The first thing you should know is that the numbers given on the labels of prescription medicines for blood pressure are most often based on a case study. This means that they reflect the result of a random observation made on one person. If two hundred people are studied, two hundred and twenty results will be recorded. Out of those two hundred and twenty results, most of them will turn out to have side effects on a significant number of patients. (Note: These figures apply only to individuals who aren’t sick and who aren’t taking medicines for blood pressure.)
How then can you find out if your chosen prescription medicine might cause your heart to fail? Here’s the answer. When you see a label of a medicine for heart failure or hypertension, most often it is mentioned that this medicine “may” cause a heart attack or heart failure. The label also will mention “concerns for patients” about the possible adverse side effects of this medicine. The problem is that the label isn’t reliable.
For example, an over-the-counter medicine for high blood pressure may need to be combined with other medicines prescribed by your doctor or other medical professional. A heart monitor can often help. Your health care professional may need to review your medical history and evaluate how many different medicines you need to take to lower your high blood pressure.
Another thing to consider is your risk for stroke. If you already have a blood clot or clotting activity, that will increase your risk for stroke. Before taking any high blood pressure medicine, your provider will usually check to make sure that you don’t have any blood clots, stenosis (fracture of a blood vessel), or other heart problems that are known to be associated with taking this type of medication. In some cases, your medical professional may recommend that you get regular blood tests instead of relying on your heart monitor. The purpose of regular blood tests is to make sure that you and your entire medical team are aware of any changes in your health, as well as your risk for stroke or other problems.
To control blood pressure levels, you need to make changes in your lifestyle. You need to reduce stress, quit smoking, eat right, lose weight if you are overweight, exercise regularly, and get regular physical exams. Many lifestyle choices will help to lower your blood pressure. Lifestyle changes include maintaining a healthy weight, quitting smoking and other tobacco use, eating a low-cholesterol diet, avoiding high cholesterol foods that are high in saturated fat, exercising regularly, and getting regular checkups. It’s also important to follow all of your doctor’s advice regarding medicines for blood pressure; many of these medicines can interact with other medications that you are taking.

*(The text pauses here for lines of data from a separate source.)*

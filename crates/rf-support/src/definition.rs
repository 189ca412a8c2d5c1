use serde::{Deserialize, Serialize};

use rf_core::{DEFAULT_DESCRIPTION, DEFAULT_NAME, DEFAULT_PRIORITY};

// ---------------------------------------------------------------------------
// Raw structure (as written in a rules file)
// ---------------------------------------------------------------------------

#[derive(Debug, Default, Deserialize)]
pub(crate) struct RuleDefinitionRaw {
    name: Option<String>,
    description: Option<String>,
    priority: Option<i32>,
    condition: Option<String>,
    #[serde(default)]
    actions: Vec<String>,
}

// ---------------------------------------------------------------------------
// RuleDefinition (resolved)
// ---------------------------------------------------------------------------

/// A rule as written in a definition file: metadata plus a condition
/// expression and ordered action scripts.
#[derive(Debug, Clone, PartialEq, Eq, Serialize)]
pub struct RuleDefinition {
    pub name: String,
    pub description: String,
    pub priority: i32,
    pub condition: String,
    pub actions: Vec<String>,
}

impl RuleDefinition {
    pub fn new(condition: impl Into<String>) -> Self {
        Self {
            name: DEFAULT_NAME.to_string(),
            description: DEFAULT_DESCRIPTION.to_string(),
            priority: DEFAULT_PRIORITY,
            condition: condition.into(),
            actions: Vec::new(),
        }
    }

    pub fn name(mut self, name: impl Into<String>) -> Self {
        self.name = name.into();
        self
    }

    pub fn description(mut self, description: impl Into<String>) -> Self {
        self.description = description.into();
        self
    }

    pub fn priority(mut self, priority: i32) -> Self {
        self.priority = priority;
        self
    }

    pub fn action(mut self, action: impl Into<String>) -> Self {
        self.actions.push(action.into());
        self
    }
}

impl TryFrom<RuleDefinitionRaw> for RuleDefinition {
    type Error = anyhow::Error;

    fn try_from(raw: RuleDefinitionRaw) -> anyhow::Result<Self> {
        let condition = match raw.condition {
            Some(c) if !c.trim().is_empty() => c,
            _ => anyhow::bail!("the rule condition must be specified"),
        };
        if raw.actions.is_empty() || raw.actions.iter().all(|a| a.trim().is_empty()) {
            anyhow::bail!("the rule action(s) must be specified");
        }
        Ok(Self {
            name: raw.name.unwrap_or_else(|| DEFAULT_NAME.to_string()),
            description: raw
                .description
                .unwrap_or_else(|| DEFAULT_DESCRIPTION.to_string()),
            priority: raw.priority.unwrap_or(DEFAULT_PRIORITY),
            condition,
            actions: raw.actions,
        })
    }
}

If you take one medication to control your hypertension, your doctor may recommend other medicines to lower your level. The same is true if you take several different medicines to control your high blood pressure. You may need to ask your physician about the possible interactions of your medicines for blood pressure treatment with other drugs or medications prescribed by your primary care physician. You may need to change your medicines if your doctor tells you not to use certain medications. You may need to have your medications at a different dosage, or you may have to take a higher or lower dose.
Medications used to treat hypertension usually work well. However, not everyone responds the same way to the same medication. Some patients don’t respond to permeable diuretics like beta-blockers, while others react to laxatives more favorably. If you take your medications faithfully and make sure you get regular checkups, you will probably be successful in controlling your hypertension. Be patient, and don’t give up! There are many different medicines for blood pressure.